The engulfment of aqueous droplets on perfectly wetting oil layers
Callum Cuttle, Alice B. Thompson, Draga Pihler-Puzovi\'c, Anne Juel

TL;DR
This study investigates the dynamics of aqueous droplets being engulfed by a layer of oil, revealing how droplet size, viscosity, and gravity influence the process, with implications for understanding oil spill behavior.
Contribution
It provides a detailed analysis of droplet engulfment dynamics across different sizes and viscosities, highlighting the roles of capillary and gravitational forces in the process.
Findings
Engulfment time depends on droplet size and oil viscosity.
Two distinct stages of engulfment: rapid capillary-driven and slow gravity-driven.
Power law relationship between viscosity and engulfment time.
Abstract
Place a droplet of mineral oil on water and the oil will spread to cover the water surface in a thin film -- a phenomenon familiar to many, owing to the rainbow-faced puddles left behind leaking buses on rainy days. In this paper we study the everted problem: an aqueous droplet deposited onto a deep layer of silicone oil. As it is energetically favourable for the oil phase to spread to cover the droplet surface completely, the droplet is ultimately engulfed in the oil layer.

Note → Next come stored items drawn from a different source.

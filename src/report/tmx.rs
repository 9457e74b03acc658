use std::fs;
use std::io::Write;
use std::path::Path;

use anyhow::Context;
use quick_xml::events::{BytesDecl, BytesEnd, BytesStart, BytesText, Event};
use quick_xml::Writer;

use crate::align::AlignmentGroup;

/// Writes one TMX 1.4b translation memory for an aligned chapter.
///
/// Groups with an empty side are deletions, not translation pairs, so they
/// are left out of the memory.
pub fn write_tmx(
    groups: &[AlignmentGroup],
    src_lang: &str,
    tgt_lang: &str,
    out: &Path,
) -> anyhow::Result<()> {
    let xml = render(groups, src_lang, tgt_lang)?;
    fs::write(out, xml).with_context(|| format!("write {}", out.display()))
}

fn render(groups: &[AlignmentGroup], src_lang: &str, tgt_lang: &str) -> anyhow::Result<Vec<u8>> {
    let mut writer = Writer::new_with_indent(Vec::new(), b' ', 2);
    writer
        .write_event(Event::Decl(BytesDecl::new("1.0", Some("utf-8"), None)))
        .context("write decl")?;

    let mut tmx = BytesStart::new("tmx");
    tmx.push_attribute(("version", "1.4"));
    writer.write_event(Event::Start(tmx)).context("write tmx")?;

    let mut header = BytesStart::new("header");
    header.push_attribute(("creationtool", "bitext-loom"));
    header.push_attribute(("creationtoolversion", env!("CARGO_PKG_VERSION")));
    header.push_attribute(("segtype", "block"));
    header.push_attribute(("o-tmf", "plaintext"));
    header.push_attribute(("adminlang", "en"));
    header.push_attribute(("srclang", src_lang));
    header.push_attribute(("datatype", "plaintext"));
    writer
        .write_event(Event::Empty(header))
        .context("write header")?;

    writer.write_event(Event::Start(BytesStart::new("body")))?;
    for group in groups {
        if group.src_texts.is_empty() || group.tgt_texts.is_empty() {
            continue;
        }
        writer.write_event(Event::Start(BytesStart::new("tu")))?;
        write_tuv(&mut writer, src_lang, &group.src_texts)?;
        write_tuv(&mut writer, tgt_lang, &group.tgt_texts)?;
        writer.write_event(Event::End(BytesEnd::new("tu")))?;
    }
    writer.write_event(Event::End(BytesEnd::new("body")))?;
    writer.write_event(Event::End(BytesEnd::new("tmx")))?;

    let mut xml = writer.into_inner();
    xml.push(b'\n');
    Ok(xml)
}

fn write_tuv<W: Write>(writer: &mut Writer<W>, lang: &str, texts: &[String]) -> anyhow::Result<()> {
    let mut tuv = BytesStart::new("tuv");
    tuv.push_attribute(("xml:lang", lang));
    writer.write_event(Event::Start(tuv))?;
    writer.write_event(Event::Start(BytesStart::new("seg")))?;
    writer.write_event(Event::Text(BytesText::new(&texts.join(" "))))?;
    writer.write_event(Event::End(BytesEnd::new("seg")))?;
    writer.write_event(Event::End(BytesEnd::new("tuv")))?;
    Ok(())
}

#[cfg(test)]
mod tests {
    use super::*;

    fn group(src: &[&str], tgt: &[&str]) -> AlignmentGroup {
        AlignmentGroup {
            src_numbers: (0..src.len()).collect(),
            tgt_numbers: (0..tgt.len()).collect(),
            src_texts: src.iter().map(|s| s.to_string()).collect(),
            tgt_texts: tgt.iter().map(|s| s.to_string()).collect(),
        }
    }

    fn render_str(groups: &[AlignmentGroup]) -> String {
        String::from_utf8(render(groups, "ja", "zh").unwrap()).unwrap()
    }

    #[test]
    fn header_names_tool_and_source_language() {
        let xml = render_str(&[group(&["a"], &["b"])]);
        assert!(xml.contains("<tmx version=\"1.4\">"));
        assert!(xml.contains("creationtool=\"bitext-loom\""));
        assert!(xml.contains("srclang=\"ja\""));
    }

    #[test]
    fn segments_join_group_texts_with_spaces() {
        let xml = render_str(&[group(&["First part.", "Second part."], &["Together."])]);
        assert!(xml.contains("<seg>First part. Second part.</seg>"));
        assert!(xml.contains("<seg>Together.</seg>"));
        assert!(xml.contains("xml:lang=\"zh\""));
    }

    #[test]
    fn one_sided_groups_are_left_out() {
        let xml = render_str(&[
            group(&["kept"], &["behalten"]),
            group(&["dropped"], &[]),
            group(&[], &["fallengelassen"]),
        ]);
        assert_eq!(xml.matches("<tu>").count(), 1);
        assert!(!xml.contains("dropped"));
    }

    #[test]
    fn reserved_characters_are_escaped() {
        let xml = render_str(&[group(&["a < b & c"], &["d > e"])]);
        assert!(xml.contains("a &lt; b &amp; c"));
    }
}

We present a detailed study of engulfment dynamics, from the instant the droplet first impacts the oil surface until it finally sediments into the less dense oil. We study a broad range of droplet sizes (micrometric to millimetric) and oil kinematic viscosities ( to cSt), corresponding to a viscosity-dominated parameter regime with relevance to oil spills. Our investigation primarily examines droplet…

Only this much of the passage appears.